- **Exercise description**: Give every line of the records exactly, please, from the first up to and including the one containing "in this state.".

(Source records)
══════════

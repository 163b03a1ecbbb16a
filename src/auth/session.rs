//! Session state machine: login, registration, refresh and logout.

use std::sync::{Arc, PoisonError, RwLock, RwLockReadGuard, RwLockWriteGuard};

use chrono::{DateTime, Utc};
use serde_json::Value;
use strum::Display;

use super::error::AuthError;
use super::store::{
    TokenStore, TokenStoreExt, ACCESS_TOKEN_KEY, API_BASE_KEY, REFRESH_TOKEN_KEY,
};
use super::token::{CredentialsRequest, Identity, LoginResponse, RefreshResponse};
use crate::config::DEFAULT_API_BASE;
use crate::http::{error_message, parse_json_lenient, resolve_url};

const LOGIN_PATH: &str = "/auth/login";
const REGISTER_PATH: &str = "/auth/register";
const REFRESH_PATH: &str = "/auth/refresh";

/// Authentication state of a [`SessionManager`].
#[derive(Debug, Clone, Copy, PartialEq, Eq, Display)]
#[strum(serialize_all = "snake_case")]
pub enum SessionState {
    Anonymous,
    Authenticated,
    RefreshingToken,
    Expired,
}

/// Inputs that move a session between states.
#[derive(Debug, Clone, Copy, PartialEq, Eq)]
pub enum SessionEvent {
    LoginSucceeded,
    RefreshStarted,
    RefreshSucceeded,
    RefreshFailed,
    LoggedOut,
}

impl SessionState {
    /// Transition table. `None` means the event is not valid in this state.
    pub fn transition(self, event: SessionEvent) -> Option<SessionState> {
        use SessionEvent::*;
        use SessionState::*;
        match (self, event) {
            (Anonymous | Authenticated | RefreshingToken | Expired, LoginSucceeded) => {
                Some(Authenticated)
            }
            (Authenticated, RefreshStarted) => Some(RefreshingToken),
            (RefreshingToken, RefreshSucceeded) => Some(Authenticated),
            (RefreshingToken, RefreshFailed) => Some(Expired),
            (_, LoggedOut) => Some(Anonymous),
            _ => None,
        }
    }

    /// States in which an access token may be held.
    pub fn holds_credentials(self) -> bool {
        matches!(self, Self::Authenticated | Self::RefreshingToken)
    }
}

/// Read-only view of the session, for deciding between authenticated and
/// anonymous views.
#[derive(Debug, Clone, PartialEq, Eq)]
pub struct SessionSnapshot {
    pub state: SessionState,
    pub identity: Option<Identity>,
    pub has_access_token: bool,
    pub has_refresh_token: bool,
    pub api_base: String,
    pub last_refresh: Option<DateTime<Utc>>,
}

#[derive(Debug, Clone)]
struct Session {
    state: SessionState,
    access_token: Option<String>,
    refresh_token: Option<String>,
    identity: Option<Identity>,
    api_base: String,
    /// Bumped on every credential change.
    generation: u64,
    last_refresh: Option<DateTime<Utc>>,
}
//! Convenience re-exports for common use.

pub use crate::auth::{Identity, SessionManager, SessionSnapshot, SessionState, TokenStore};
pub use crate::config::GatewayConfig;
pub use crate::error::{GatewayError, Result};
pub use crate::gateway::{
    FormData, Gateway, RequestBody, RequestOptions, UploadOptions, UploadOutcome, UploadResult,
};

══════════

- **Response to the task**:
repository 163b03a1ecbbb16a
filename src/auth/session.rs
//! Session state machine: login, registration, refresh and logout.

use std::sync::{Arc, PoisonError, RwLock, RwLockReadGuard, RwLockWriteGuard};

use chrono::{DateTime, Utc};
use serde_json::Value;
use strum::Display;

use super::error::AuthError;
use super::store::{
    TokenStore, TokenStoreExt, ACCESS_TOKEN_KEY, API_BASE_KEY, REFRESH_TOKEN_KEY,
};
use super::token::{CredentialsRequest, Identity, LoginResponse, RefreshResponse};
use crate::config::DEFAULT_API_BASE;
use crate::http::{error_message, parse_json_lenient, resolve_url};

const LOGIN_PATH: &str = "/auth/login";
const REGISTER_PATH: &str = "/auth/register";
const REFRESH_PATH: &str = "/auth/refresh";

/// Authentication state of a [`SessionManager`].
#[derive(Debug, Clone, Copy, PartialEq, Eq, Display)]
#[strum(serialize_all = "snake_case")]
pub enum SessionState {
    Anonymous,
    Authenticated,
    RefreshingToken,
    Expired,
}

/// Inputs that move a session between states.
#[derive(Debug, Clone, Copy, PartialEq, Eq)]
pub enum SessionEvent {
    LoginSucceeded,
    RefreshStarted,
    RefreshSucceeded,
    RefreshFailed,
    LoggedOut,
}

impl SessionState {
    /// Transition table. `None` means the event is not valid in this state.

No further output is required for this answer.